#### EXERCISE REQUIREMENTS
Copy the records below character for character.

#### DATA EXTRACT
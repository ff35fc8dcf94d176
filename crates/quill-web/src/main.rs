use tower_http::trace::TraceLayer;
use tracing::{info, warn};

use quill_web::WebState;
use quill_web::config::WebConfig;

#[tokio::main]
async fn main() -> anyhow::Result<()> {
    let _ = dotenvy::dotenv();

    tracing_subscriber::fmt()
        .with_env_filter(
            tracing_subscriber::EnvFilter::try_from_default_env()
                .unwrap_or_else(|_| "quill_web=debug,tower_http=debug".into()),
        )
        .init();

    let config = WebConfig::from_env()?;

    let app = quill_web::router(WebState::new(&config.api_url, &config.secret))
        .layer(TraceLayer::new_for_http());

    info!("Quill web frontend listening on {}", config.addr);
    info!("Using API at {}", config.api_url);

    let listener = tokio::net::TcpListener::bind(config.addr).await?;
    axum::serve(listener, app)
        .with_graceful_shutdown(shutdown_signal())
        .await?;

    Ok(())
}

/// Resolves on Ctrl+C, or on SIGTERM where there is one.
async fn shutdown_signal() {
    let ctrl_c = tokio::signal::ctrl_c();
    #[cfg(unix)]
    {
        match tokio::signal::unix::signal(tokio::signal::unix::SignalKind::terminate()) {
            Ok(mut sigterm) => {
                tokio::select! {
                    _ = ctrl_c => info!("Received Ctrl+C, shutting down..."),
                    _ = sigterm.recv() => info!("Received SIGTERM, shutting down..."),
                }
            }
            Err(e) => {
                warn!("Failed to install SIGTERM handler: {}", e);
                ctrl_c.await.ok();
                info!("Received Ctrl+C, shutting down...");
            }
        }
    }
    #[cfg(not(unix))]
    {
        ctrl_c.await.ok();
        info!("Received Ctrl+C, shutting down...");
    }
}
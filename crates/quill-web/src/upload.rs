use std::collections::HashMap;

use axum::extract::Multipart;
use axum::extract::multipart::MultipartError;
use base64::Engine;
use base64::engine::general_purpose::STANDARD as B64;

/// A fully buffered multipart form. File parts are held in memory so they can
/// be base64-encoded into a JSON body for the API.
#[derive(Debug, Default)]
pub struct UploadForm {
    fields: HashMap<String, String>,
    files: HashMap<String, Vec<u8>>,
}

impl UploadForm {
    pub async fn read(mut multipart: Multipart) -> Result<Self, MultipartError> {
        let mut form = Self::default();

        while let Some(field) = multipart.next_field().await? {
            let Some(name) = field.name().map(str::to_owned) else {
                continue;
            };

            if field.file_name().is_some() {
                let bytes = field.bytes().await?;
                // Browsers send an empty part when no file was picked.
                if !bytes.is_empty() {
                    form.files.insert(name, bytes.to_vec());
                }
            } else {
                form.fields.insert(name, field.text().await?);
            }
        }

        Ok(form)
    }

    pub fn text(&self, name: &str) -> String {
        self.fields.get(name).cloned().unwrap_or_default()
    }

    /// The named file part as base64 text, if one was uploaded.
    pub fn file_base64(&self, name: &str) -> Option<String> {
        self.files.get(name).map(|bytes| B64.encode(bytes))
    }
}

/// Best-effort MIME type for a base64 image, from its leading magic bytes.
pub fn image_mime(encoded: &str) -> &'static str {
    if encoded.starts_with("iVBORw0KGgo") {
        "image/png"
    } else if encoded.starts_with("R0lGOD") {
        "image/gif"
    } else if encoded.starts_with("UklGR") {
        "image/webp"
    } else if encoded.starts_with("PHN2Zy") || encoded.starts_with("PD94bWw") {
        "image/svg+xml"
    } else {
        "image/jpeg"
    }
}
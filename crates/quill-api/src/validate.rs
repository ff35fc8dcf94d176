//! Length limits on user-supplied fields.
//!
//! Usernames and emails end up in the frontend's session cookie, which
//! browsers cap at roughly 4 KB.

use crate::error::ApiError;

pub const MAX_USERNAME_CHARS: usize = 80;
pub const MAX_EMAIL_CHARS: usize = 120;
pub const MAX_TITLE_CHARS: usize = 200;

/// 400 when `value` is longer than `max` characters.
pub fn max_chars(field: &str, value: &str, max: usize) -> Result<(), ApiError> {
    if value.chars().count() > max {
        return Err(ApiError::bad_request(format!(
            "{field} must be at most {max} characters"
        )));
    }
    Ok(())
}
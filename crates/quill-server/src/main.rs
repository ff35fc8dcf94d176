mod config;

use std::sync::Arc;

use tower_http::cors::CorsLayer;
use tower_http::trace::TraceLayer;
use tracing::info;

use quill_api::auth::{AppState, AppStateInner};
use quill_db::Database;

use crate::config::ServerConfig;

#[tokio::main]
async fn main() -> anyhow::Result<()> {
    // Load .env if present
    let _ = dotenvy::dotenv();

    // Init logging
    tracing_subscriber::fmt()
        .with_env_filter(
            tracing_subscriber::EnvFilter::try_from_default_env()
                .unwrap_or_else(|_| "quill=debug,quill_api=debug,quill_db=info,tower_http=debug".into()),
        )
        .init();

    let config = ServerConfig::from_env()?;

    // Schema is created on open
    let db = Database::open(&config.db_path)?;

    let state: AppState = Arc::new(AppStateInner {
        db,
        jwt_secret: config.jwt_secret,
        token_ttl: config.token_ttl,
    });

    let app = quill_api::router(state)
        .layer(CorsLayer::permissive())
        .layer(TraceLayer::new_for_http());

    info!("Quill API listening on {}", config.addr);
    info!("Tokens valid for {} minutes", config.token_ttl.num_minutes());

    let listener = tokio::net::TcpListener::bind(config.addr).await?;
    axum::serve(listener, app)
        .with_graceful_shutdown(shutdown_signal())
        .await?;

    Ok(())
}

async fn shutdown_signal() {
    let ctrl_c = tokio::signal::ctrl_c();
    #[cfg(unix)]
    {
        match tokio::signal::unix::signal(tokio::signal::unix::SignalKind::terminate()) {
            Ok(mut sigterm) => {
                tokio::select! {
                    _ = ctrl_c => info!("Received Ctrl+C, shutting down..."),
                    _ = sigterm.recv() => info!("Received SIGTERM, shutting down..."),
                }
            }
            Err(e) => {
                tracing::warn!("Failed to install SIGTERM handler: {}", e);
                ctrl_c.await.ok();
                info!("Received Ctrl+C, shutting down...");
            }
        }
    }
    #[cfg(not(unix))]
    {
        ctrl_c.await.ok();
        info!("Received Ctrl+C, shutting down...");
    }
}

#### PROBLEM SOLUTION
repository ff35fc8dcf94d176
filename crates/quill-web/src/main.rs
use tower_http::trace::TraceLayer;
use tracing::{info, warn};

use quill_web::WebState;
use quill_web::config::WebConfig;

#[tokio::main]
async fn main() -> anyhow::Result<()> {
    let _ = dotenvy::dotenv();

    tracing_subscriber::fmt()
        .with_env_filter(
            tracing_subscriber::EnvFilter::try_from_default_env()
                .unwrap_or_else(|_| "quill_web=debug,tower_http=debug".into()),
        )
        .init();

    let config = WebConfig::from_env()?;

    let app = quill_web::router(WebState::new(&config.api_url, &config.secret))
        .layer(TraceLayer::new_for_http());

    info!("Quill web frontend listening on {}", config.addr);
    info!("Using API at {}", config.api_url);

    let listener = tokio::net::TcpListener::bind(config.addr).await?;
    axum::serve(listener, app)
        .with_graceful_shutdown(shutdown_signal())
        .await?;

    Ok(())
}

/// Resolves on Ctrl+C, or on SIGTERM where there is one.
async fn shutdown_signal() {
    let ctrl_c = tokio::signal::ctrl_c();
    #[cfg(unix)]
    {
        match tokio::signal::unix::signal(tokio::signal::unix::SignalKind::terminate()) {
            Ok(mut sigterm) => {
                tokio::select! {
                    _ = ctrl_c => info!("Received Ctrl+C, shutting down..."),
                    _ = sigterm.recv() => info!("Received SIGTERM, shutting down..."),
                }
            }
            Err(e) => {
                warn!("Failed to install SIGTERM handler: {}", e);
                ctrl_c.await.ok();
                info!("Received Ctrl+C, shutting down...");
            }
        }
    }
    #[cfg(not(unix))]
    {
        ctrl_c.await.ok();
        info!("Received Ctrl+C, shutting down...");
    }
}
filename crates/quill-web/src/upload.rs
use std::collections::HashMap;

use axum::extract::Multipart;
use axum::extract::multipart::MultipartError;
use base64::Engine;
use base64::engine::general_purpose::STANDARD as B64;

/// A fully buffered multipart form. File parts are held in memory so they can
/// be base64-encoded into a JSON body for the API.
#[derive(Debug, Default)]
pub struct UploadForm {
    fields: HashMap<String, String>,
    files: HashMap<String, Vec<u8>>,
}

impl UploadForm {
    pub async fn read(mut multipart: Multipart) -> Result<Self, MultipartError> {
        let mut form = Self::default();

        while let Some(field) = multipart.next_field().await? {
            let Some(name) = field.name().map(str::to_owned) else {
                continue;
            };

            if field.file_name().is_some() {
                let bytes = field.bytes().await?;
                // Browsers send an empty part when no file was picked.
                if !bytes.is_empty() {
                    form.files.insert(name, bytes.to_vec());
                }
            } else {
                form.fields.insert(name, field.text().await?);
            }
        }

        Ok(form)
    }

    pub fn text(&self, name: &str) -> String {
        self.fields.get(name).cloned().unwrap_or_default()
    }

    /// The named file part as base64 text, if one was uploaded.
    pub fn file_base64(&self, name: &str) -> Option<String> {
        self.files.get(name).map(|bytes| B64.encode(bytes))
    }
}

/// Best-effort MIME type for a base64 image, from its leading magic bytes.
pub fn image_mime(encoded: &str) -> &'static str {
    if encoded.starts_with("iVBORw0KGgo") {
        "image/png"
    } else if encoded.starts_with("R0lGOD") {
        "image/gif"
    } else if encoded.starts_with("UklGR") {
        "image/webp"
    } else if encoded.starts_with("PHN2Zy") || encoded.starts_with("PD94bWw") {
        "image/svg+xml"
    } else {
        "image/jpeg"
    }
}
filename crates/quill-api/src/validate.rs
repository ff35fc8dcf94d176
//! Length limits on user-supplied fields.
//!
//! Usernames and emails end up in the frontend's session cookie, which
//! browsers cap at roughly 4 KB.

use crate::error::ApiError;

pub const MAX_USERNAME_CHARS: usize = 80;
pub const MAX_EMAIL_CHARS: usize = 120;
pub const MAX_TITLE_CHARS: usize = 200;

/// 400 when `value` is longer than `max` characters.
pub fn max_chars(field: &str, value: &str, max: usize) -> Result<(), ApiError> {
    if value.chars().count() > max {
        return Err(ApiError::bad_request(format!(
            "{field} must be at most {max} characters"
        )));
    }
    Ok(())
}
filename crates/quill-server/src/main.rs
repository ff35fc8dcf94d176
mod config;

use std::sync::Arc;

use tower_http::cors::CorsLayer;
use tower_http::trace::TraceLayer;
use tracing::info;

use quill_api::auth::{AppState, AppStateInner};
use quill_db::Database;

use crate::config::ServerConfig;

#[tokio::main]
async fn main() -> anyhow::Result<()> {
    // Load .env if present
    let _ = dotenvy::dotenv();

    // Init logging
    tracing_subscriber::fmt()
        .with_env_filter(
            tracing_subscriber::EnvFilter::try_from_default_env()
                .unwrap_or_else(|_| "quill=debug,quill_api=debug,quill_db=info,tower_http=debug".into()),
        )
        .init();

    let config = ServerConfig::from_env()?;

    // Schema is created on open
    let db = Database::open(&config.db_path)?;

    let state: AppState = Arc::new(AppStateInner {
        db,
        jwt_secret: config.jwt_secret,
        token_ttl: config.token_ttl,
    });

    let app = quill_api::router(state)
        .layer(CorsLayer::permissive())
        .layer(TraceLayer::new_for_http());

    info!("Quill API listening on {}", config.addr);
    info!("Tokens valid for {} minutes", config.token_ttl.num_minutes());

    let listener = tokio::net::TcpListener::bind(config.addr).await?;
    axum::serve(listener, app)
        .with_graceful_shutdown(shutdown_signal())
        .await?;

    Ok(())
}

async fn shutdown_signal() {
    let ctrl_c = tokio::signal::ctrl_c();
    #[cfg(unix)]
    {
        match tokio::signal::unix::signal(tokio::signal::unix::SignalKind::terminate()) {
            Ok(mut sigterm) => {
                tokio::select! {
                    _ = ctrl_c => info!("Received Ctrl+C, shutting down..."),
                    _ = sigterm.recv() => info!("Received SIGTERM, shutting down..."),
                }
            }
            Err(e) => {
                tracing::warn!("Failed to install SIGTERM handler: {}", e);
                ctrl_c.await.ok();
                info!("Received Ctrl+C, shutting down...");
            }
        }
    }
    #[cfg(not(unix))]
    {
        ctrl_c.await.ok();
        info!("Received Ctrl+C, shutting down...");
    }
}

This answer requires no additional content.